Newman and Stewart remains friends even though the boss made the decision to tell Newman he wouldn’t be back in 2014 and would be replaced by 2003 Brickyard 400 winner Harvick.
“I'm ecstatic,” Stewart said. “Right there is a big reason why, too. Ryan is such a good friend. I didn't think it would feel this good as an owner. Because it's Ryan and a good friend of mine, that's the gratifying part. Seeing Greg, Ryan's mom, Krissie and the kids out there, just knowing we're a part of it with him, that's something that's pretty special to us.
“Even before Ryan came and drove for us, we were friends. So that made that decision and that made that phone call of telling him that much harder. It's not just winning with a driver that drives for us; it's my friend out there that won the race today, too. That's what makes this more gratifying at the same time.”
But they now share a common bond as the only two Hoosiers to win the Brickyard 400 at the Indianapolis Motor Speedway.
“When we were little, this was the place,” Stewart said. “This is where we wanted to be. We knew what Daytona was, but this was the place for us as Hoosiers here. To see him get one, I'm glad our last trip to the Brickyard together as teammates, you know, we're sitting here watching him kiss the bricks today.”
Johnson’s team is normally the best in the business. But a little burp Sunday on the final pit stop cost them some valuable time to the eventual winner.
“What's on my mind, we win as a team, lose as a team,” Johnson said. “There's been some late-race mistakes on my behalf that have taken race wins away from us. Granted not a major event like this. But we win as a team, lose as a team. We still ended up second. We have a lot to be proud of over the course of the weekend. We'll do the best to let it roll off our shoulders by tomorrow afternoon.
“I think we had like a 17-second stop. I don't know what the distance was at the end. I would have been a lot closer to him. Catching them and them passing them is different. I'm not sure what the delta was when I entered the track, how big of a gap I had from the 39 to us. But we definitely had a mistake on our stop. Could have been four seconds closer leaving pit road. Not sure where that would be, like I said.
“Stuff happens. Everybody scans us. When you're the dominant car, they're going to do the opposite of what you do. I think I pitted before them, so it was an easy call for them to do the opposite. The 2 (Brad Keselowski) gave them the track position they needed. With the mistake, they had good track position.

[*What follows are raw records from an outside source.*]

use chrono::{DateTime, Utc};
use serde::{Deserialize, Serialize};
use std::collections::HashMap;
use std::path::PathBuf;
use std::time::Duration;
use tokio::net::TcpListener;

#[derive(Debug, thiserror::Error)]
pub enum PortError {
    #[error("no port available in range {start}-{end}")]
    NoPortAvailable { start: u16, end: u16 },
    #[error("failed to persist port reservations: {0}")]
    Persist(#[from] std::io::Error),
}

/// One owner's claim on a loopback port. `reserved_at` ages the claim out;
/// `last_used` is refreshed every time the owner comes back for it.
#[derive(Debug, Clone, Serialize, Deserialize)]
pub struct PortReservation {
    pub port: u16,
    pub owner_id: String,
    pub reserved_at: DateTime<Utc>,
    pub last_used: DateTime<Utc>,
}

/// Persistent port reservations keyed by owner. One owner holds at most one
/// port; a port is held by at most one owner. Reservations survive host
/// restarts via a JSON file written atomically.
pub struct PortRegistry {
    path: PathBuf,
    range: (u16, u16),
    ttl: Duration,
    reservations: HashMap<String, PortReservation>,
}

impl PortRegistry {
    /// Load reservations from disk. A missing file is an empty registry;
    /// entries that fail to parse or fall outside the configured range are
    /// dropped rather than failing the load.
    pub fn load(path: PathBuf, range: (u16, u16), ttl: Duration) -> Self {
        let mut reservations = HashMap::new();

        if let Ok(contents) = std::fs::read_to_string(&path)
            && let Ok(serde_json::Value::Object(map)) = serde_json::from_str(&contents)
        {
            for (owner_id, value) in map {
                match serde_json::from_value::<PortReservation>(value) {
                    Ok(res) if res.port >= range.0 && res.port <= range.1 => {
                        reservations.insert(owner_id, res);
                    }
                    Ok(res) => {
                        eprintln!(
                            "peermgr: dropping reservation for '{owner_id}': port {} outside range {}-{}",
                            res.port, range.0, range.1
                        );
                    }
                    Err(e) => {
                        eprintln!("peermgr: dropping invalid reservation for '{owner_id}': {e}");
                    }
                }
            }
        }

        Self {
            path,
            range,
            ttl,
            reservations,
        }
    }

    /// Write all reservations to disk. Writes to a sibling temp file first
    /// and renames it into place, so readers never observe a torn file.
    pub async fn save(&self) -> Result<(), PortError> {
        if let Some(parent) = self.path.parent() {
            tokio::fs::create_dir_all(parent).await?;
        }
        let map: serde_json::Map<String, serde_json::Value> = self
            .reservations
            .iter()
            .map(|(k, v)| Ok((k.clone(), serde_json::to_value(v)?)))
            .collect::<Result<_, serde_json::Error>>()
            .map_err(std::io::Error::other)?;
        let data = serde_json::to_vec_pretty(&serde_json::Value::Object(map))
            .map_err(std::io::Error::other)?;

        let tmp = self.path.with_extension("json.tmp");
        tokio::fs::write(&tmp, &data).await?;
        tokio::fs::rename(&tmp, &self.path).await?;
        Ok(())
    }

    /// Reserve a port for `owner_id`. Resolution order: the owner's existing
    /// non-expired reservation (if still bindable), then `preferred` (if free
    /// and unreserved), then a linear scan of the range. Persists on success.
    pub async fn reserve_port(
        &mut self,
        owner_id: &str,
        preferred: Option<u16>,
    ) -> Result<u16, PortError> {
        let now = Utc::now();

        if let Some(existing) = self.reservations.get(owner_id) {
            let age = now.signed_duration_since(existing.reserved_at);
            let expired = age.num_seconds() >= self.ttl.as_secs() as i64;
            let port = existing.port;
            // Reuse only while fresh, in range, and still bindable.
            if !expired
                && port >= self.range.0
                && port <= self.range.1
                && is_port_available(port).await
            {
                if let Some(res) = self.reservations.get_mut(owner_id) {
                    res.last_used = now;
                }
                self.save().await?;
                return Ok(port);
            }
            // Stale, or squatted by someone else; drop it and pick again.
            self.reservations.remove(owner_id);
        }

        let reserved_ports: std::collections::HashSet<u16> =
            self.reservations.values().map(|r| r.port).collect();

        let mut candidate = None;
        if let Some(p) = preferred
            && p >= self.range.0
            && p <= self.range.1
            && !reserved_ports.contains(&p)
            && is_port_available(p).await
        {
            candidate = Some(p);
        }

        if candidate.is_none() {
            for port in self.range.0..=self.range.1 {
                if reserved_ports.contains(&port) {
                    continue;
                }
                if is_port_available(port).await {
                    candidate = Some(port);
                    break;
                }
            }
        }

        let Some(port) = candidate else {
            return Err(PortError::NoPortAvailable {
                start: self.range.0,
                end: self.range.1,
            });
        };

        self.reservations.insert(
            owner_id.to_string(),
            PortReservation {
                port,
                owner_id: owner_id.to_string(),
                reserved_at: now,
                last_used: now,
            },
        );
        self.save().await?;
        Ok(port)
    }

    /// Release the owner's reservation, returning the freed port if one
    /// was held.
    pub async fn release_port(&mut self, owner_id: &str) -> Result<Option<u16>, PortError> {
        let removed = self.reservations.remove(owner_id);
        if removed.is_some() {
            self.save().await?;
        }
        Ok(removed.map(|r| r.port))
    }

    pub fn port_for(&self, owner_id: &str) -> Option<u16> {
        self.reservations.get(owner_id).map(|r| r.port)
    }

    /// Record that `owner_id` holds `port` right now, bypassing the bind
    /// probe. Used when adopting a worker already listening on the port,
    /// where the probe would wrongly report it taken.
    pub async fn reclaim_port(&mut self, owner_id: &str, port: u16) -> Result<(), PortError> {
        let now = Utc::now();
        self.reservations.insert(
            owner_id.to_string(),
            PortReservation {
                port,
                owner_id: owner_id.to_string(),
                reserved_at: now,
                last_used: now,
            },
        );
        self.save().await
    }

    /// Refresh the owner's `last_used` stamp without changing the port.
    pub async fn touch(&mut self, owner_id: &str) -> Result<(), PortError> {
        if let Some(res) = self.reservations.get_mut(owner_id) {
            res.last_used = Utc::now();
            self.save().await?;
        }
        Ok(())
    }

    /// Drop reservations older than the TTL. Persists once if anything
    /// was removed; returns the number of dropped entries.
    pub async fn cleanup_expired_reservations(&mut self) -> Result<usize, PortError> {
        let now = Utc::now();
        let ttl_secs = self.ttl.as_secs() as i64;
        let before = self.reservations.len();
        self.reservations
            .retain(|_, r| now.signed_duration_since(r.reserved_at).num_seconds() < ttl_secs);
        let removed = before - self.reservations.len();
        if removed > 0 {
            self.save().await?;
        }
        Ok(removed)
    }

    pub fn stats(&self) -> PortStats {
        PortStats {
            reserved: self.reservations.len(),
            range: self.range,
        }
    }

    #[cfg(test)]
    fn backdate(&mut self, owner_id: &str, age: chrono::TimeDelta) {
        if let Some(res) = self.reservations.get_mut(owner_id) {
            res.reserved_at -= age;
        }
    }
}

#[derive(Debug, Clone, Copy)]
pub struct PortStats {
    pub reserved: usize,
    pub range: (u16, u16),
}

/// Bind probe on the loopback interface. A successful bind is immediately
/// dropped; the port is only checked, never held.
pub async fn is_port_available(port: u16) -> bool {
    TcpListener::bind(("127.0.0.1", port)).await.is_ok()
}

“Traffic was tough to deal with. Tires made a big difference. The biggest example to me, I was on two next to the last stop, and Ryan was on four. He was mired in traffic. He worked his way through, started to track me down.
“I think that led Chad (Knaus) to his decision for four on our last stop. With us pitting before the 39 (Newman), it was easy for them to go two at that point. The 39 was coming hard on us.”
After so much buildup about the prospect of becoming the first five-time winner of the Brickyard, Johnson’s goal was not achieved. But he is certainly not going to sulk. After all, he now has an incredible 75-point lead over Clint Bowyer in the Sprint Cup standings after Bowyer finished 20th.
“Today we were awfully close,” Johnson said. “These things are so hard to win. Having a race-winning car like we did, I hate to let this opportunity slip by. But it's gone, not a lot we can do about it, but we'll come back next year and try to do it again.”